■ WHAT TO WORK ON ■
Where the records below have a line with "small", that line is to be copied.

■ EXTRACTED ENTRIES ■
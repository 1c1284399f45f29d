//! Frame rectangle resolver.
//!
//! Pure mapping from a clip definition and a playback cursor to the source
//! cell rectangle on the sprite sheet and the centered destination rectangle
//! on the drawing surface. No side effects; safe to call every tick, even
//! while the sheet is still decoding — the caller gates the actual blit on
//! the sheet being loaded.

use crate::components::playback::Playback;
use crate::resources::cliplibrary::AnimationClip;
use crate::resources::surfacesize::SurfaceSize;

/// Axis-aligned rectangle in pixels.
#[derive(Debug, Clone, Copy, PartialEq)]
pub struct Rect {
    pub x: f32,
    pub y: f32,
    pub w: f32,
    pub h: f32,
}

/// Where to read from the sheet and where to place the result.
#[derive(Debug, Clone, Copy, PartialEq)]
pub struct FramePlacement {
    pub src: Rect,
    pub dst: Rect,
}

/// Compute the sheet cell for the cursor and center it on the surface.
///
/// The destination is recomputed every call, so a clip switch that changes
/// the frame size stays centered without extra bookkeeping.
pub fn resolve(clip: &AnimationClip, playback: &Playback, surface: &SurfaceSize) -> FramePlacement {
    FramePlacement {
        src: Rect {
            x: playback.column as f32 * clip.frame_width,
            y: playback.row as f32 * clip.frame_height,
            w: clip.frame_width,
            h: clip.frame_height,
        },
        dst: Rect {
            x: surface.w / 2.0 - clip.frame_width / 2.0,
            y: surface.h / 2.0 - clip.frame_height / 2.0,
            w: clip.frame_width,
            h: clip.frame_height,
        },
    }
}

#[cfg(test)]
mod tests {
    use super::*;
    use crate::resources::cliplibrary::LoopMode;

    fn clip(frame_width: f32, frame_height: f32) -> AnimationClip {
        AnimationClip {
            name: "Idle".to_string(),
            frame_width,
            frame_height,
            columns: 4,
            rows: 2,
            sheet_path: "idle.png".to_string(),
            loop_mode: LoopMode::Loop,
        }
    }

    #[test]
    fn source_follows_the_cursor() {
        let clip = clip(64.0, 48.0);
        let mut playback = Playback::new(0);
        playback.column = 2;
        playback.row = 1;
        let surface = SurfaceSize { w: 256.0, h: 256.0 };

        let placement = resolve(&clip, &playback, &surface);
        assert_eq!(
            placement.src,
            Rect {
                x: 128.0,
                y: 48.0,
                w: 64.0,
                h: 48.0
            }
        );
    }

    #[test]
    fn destination_is_centered_at_natural_size() {
        let clip = clip(64.0, 64.0);
        let playback = Playback::new(0);
        let surface = SurfaceSize { w: 256.0, h: 200.0 };

        let placement = resolve(&clip, &playback, &surface);
        assert_eq!(
            placement.dst,
            Rect {
                x: 96.0,
                y: 68.0,
                w: 64.0,
                h: 64.0
            }
        );
    }

    #[test]
    fn destination_recenters_when_frame_size_changes() {
        let playback = Playback::new(0);
        let surface = SurfaceSize { w: 256.0, h: 256.0 };

        let small = resolve(&clip(64.0, 64.0), &playback, &surface);
        let large = resolve(&clip(128.0, 128.0), &playback, &surface);
        assert_eq!(small.dst.x, 96.0);
        assert_eq!(large.dst.x, 64.0);
    }
}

■ EXERCISE SOLUTION ■
        let small = resolve(&clip(64.0, 64.0), &playback, &surface);
        assert_eq!(small.dst.x, 96.0);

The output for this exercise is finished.